Your goal: Search the records below for the word "when" and show every line where it occurs.

Stored dataset items
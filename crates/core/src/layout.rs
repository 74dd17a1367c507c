//! Bit layout of a floating-point format.
//!
//! A [`BitLayout`] records how a 32-bit representation is carved into sign,
//! exponent and mantissa (fraction) fields, and the exponent bias. Every mask,
//! shift and limit used by the rest of the crate is derived from it, so the
//! arithmetic never hard-codes binary32 constants.
//!
//! | Field    | binary32 width | Position   |
//! |----------|----------------|------------|
//! | sign     | 1              | bit 31     |
//! | exponent | 8              | bits 30-23 |
//! | mantissa | 23             | bits 22-0  |
//!
//! Formats are types implementing [`Format`]. Because [`BitLayout::new`] is a
//! `const fn` that panics on an invalid layout, a malformed `Format::LAYOUT`
//! is rejected when the constant is evaluated, i.e. at compile time.

use std::fmt;
use std::hash::Hash;

use crate::error::LayoutError;

/// Width of the underlying representation in bits.
pub const REPR_BITS: u32 = u32::BITS;

/// Field widths and bias of one floating-point format.
#[derive(Clone, Copy, Debug, PartialEq, Eq, Hash)]
pub struct BitLayout {
    sign_width: u32,
    exponent_width: u32,
    mantissa_width: u32,
    bias: i32,
}

impl BitLayout {
    /// Builds a layout, panicking if it is invalid.
    ///
    /// Intended for constants, where the panic becomes a compile error.
    /// Use [`BitLayout::try_new`] for layouts assembled at run time.
    ///
    /// # Panics
    ///
    /// Panics under the same conditions [`BitLayout::try_new`] returns an error.
    pub const fn new(sign_width: u32, exponent_width: u32, mantissa_width: u32, bias: i32) -> Self {
        match Self::try_new(sign_width, exponent_width, mantissa_width, bias) {
            Ok(layout) => layout,
            Err(LayoutError::WidthMismatch { .. }) => {
                panic!("bit layout field widths must sum to the 32-bit representation")
            }
            Err(LayoutError::SignWidth(_)) => panic!("bit layout sign field must be 1 bit"),
            Err(LayoutError::ExponentTooNarrow(_)) => {
                panic!("bit layout exponent field must be at least 2 bits")
            }
            Err(LayoutError::MantissaTooNarrow(_)) => {
                panic!("bit layout mantissa field must be at least 1 bit")
            }
            Err(LayoutError::BiasOutOfRange { .. }) => {
                panic!("bit layout bias must lie strictly between 0 and the all-ones exponent")
            }
        }
    }

    /// Validates and builds a layout.
    ///
    /// # Errors
    ///
    /// * [`LayoutError::WidthMismatch`] if the widths do not sum to [`REPR_BITS`].
    /// * [`LayoutError::SignWidth`] if the sign field is not exactly 1 bit.
    /// * [`LayoutError::ExponentTooNarrow`] if the exponent field is under 2 bits.
    /// * [`LayoutError::MantissaTooNarrow`] if there are no fraction bits.
    /// * [`LayoutError::BiasOutOfRange`] if the bias is not in `1..all_ones`.
    ///
    /// # Examples
    ///
    /// ```
    /// use mantissa_core::{BitLayout, LayoutError};
    ///
    /// assert!(BitLayout::try_new(1, 8, 23, 127).is_ok());
    /// assert!(matches!(
    ///     BitLayout::try_new(1, 8, 22, 127),
    ///     Err(LayoutError::WidthMismatch { .. })
    /// ));
    /// ```
    pub const fn try_new(
        sign_width: u32,
        exponent_width: u32,
        mantissa_width: u32,
        bias: i32,
    ) -> Result<Self, LayoutError> {
        let total = match sign_width.checked_add(exponent_width) {
            Some(partial) => partial.checked_add(mantissa_width),
            None => None,
        };
        if !matches!(total, Some(REPR_BITS)) {
            return Err(LayoutError::WidthMismatch {
                sign: sign_width,
                exponent: exponent_width,
                mantissa: mantissa_width,
                total: REPR_BITS,
            });
        }
        if sign_width != 1 {
            return Err(LayoutError::SignWidth(sign_width));
        }
        if exponent_width < 2 {
            return Err(LayoutError::ExponentTooNarrow(exponent_width));
        }
        if mantissa_width < 1 {
            return Err(LayoutError::MantissaTooNarrow(mantissa_width));
        }
        // Exponent width is at most 30 here, so the all-ones field fits an i32.
        let limit = ((1_u32 << exponent_width) - 1) as i32;
        if bias < 1 || bias >= limit {
            return Err(LayoutError::BiasOutOfRange { bias, limit });
        }
        Ok(Self {
            sign_width,
            exponent_width,
            mantissa_width,
            bias,
        })
    }

    /// Sign field width in bits.
    pub const fn sign_width(&self) -> u32 {
        self.sign_width
    }

    /// Exponent field width in bits.
    pub const fn exponent_width(&self) -> u32 {
        self.exponent_width
    }

    /// Mantissa (fraction) field width in bits.
    pub const fn mantissa_width(&self) -> u32 {
        self.mantissa_width
    }

    /// Exponent bias.
    pub const fn bias(&self) -> i32 {
        self.bias
    }

    /// Significand precision including the implicit leading bit.
    pub const fn precision(&self) -> u32 {
        self.mantissa_width + 1
    }

    /// Bit index of the sign bit.
    pub const fn sign_shift(&self) -> u32 {
        self.mantissa_width + self.exponent_width
    }

    /// Mask selecting the sign bit.
    pub const fn sign_mask(&self) -> u32 {
        1 << self.sign_shift()
    }

    /// Bit index of the least significant exponent bit.
    pub const fn exponent_shift(&self) -> u32 {
        self.mantissa_width
    }

    /// The all-ones exponent field value (infinity / NaN).
    pub const fn exponent_all_ones(&self) -> u32 {
        (1 << self.exponent_width) - 1
    }

    /// Mask selecting the exponent field in place.
    pub const fn exponent_mask(&self) -> u32 {
        self.exponent_all_ones() << self.exponent_shift()
    }

    /// Mask selecting the stored fraction bits.
    pub const fn mantissa_mask(&self) -> u32 {
        self.implicit_bit() - 1
    }

    /// The implicit leading bit, one position above the fraction field.
    pub const fn implicit_bit(&self) -> u32 {
        1 << self.mantissa_width
    }

    /// Smallest unbiased exponent of a normal value (also the scale of subnormals).
    pub const fn min_exponent(&self) -> i32 {
        1 - self.bias
    }

    /// Largest unbiased exponent of a finite value.
    pub const fn max_exponent(&self) -> i32 {
        self.exponent_all_ones() as i32 - 1 - self.bias
    }
}

impl fmt::Display for BitLayout {
    fn fmt(&self, f: &mut fmt::Formatter<'_>) -> fmt::Result {
        write!(
            f,
            "{}/{}/{} bias {}",
            self.sign_width, self.exponent_width, self.mantissa_width, self.bias
        )
    }
}

/// A floating-point format stored in a 32-bit representation.
///
/// Implementors are zero-sized marker types; the engine reads everything it
/// needs from [`Format::LAYOUT`].
pub trait Format: Copy + Eq + Hash + Default + fmt::Debug + Send + Sync + 'static {
    /// Field widths and bias, validated when the constant is evaluated.
    const LAYOUT: BitLayout;

    /// Short human-readable name.
    const NAME: &'static str;
}

/// IEEE-754 single precision.
#[derive(Clone, Copy, Debug, Default, PartialEq, Eq, Hash)]
pub struct Binary32;

impl Format for Binary32 {
    const LAYOUT: BitLayout = BitLayout::new(1, 8, 23, 127);
    const NAME: &'static str = "binary32";
}

const _: () = assert!(Binary32::LAYOUT.precision() == f32::MANTISSA_DIGITS);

Response box:
//! is rejected when the constant is evaluated, i.e. at compile time.
    /// Field widths and bias, validated when the constant is evaluated.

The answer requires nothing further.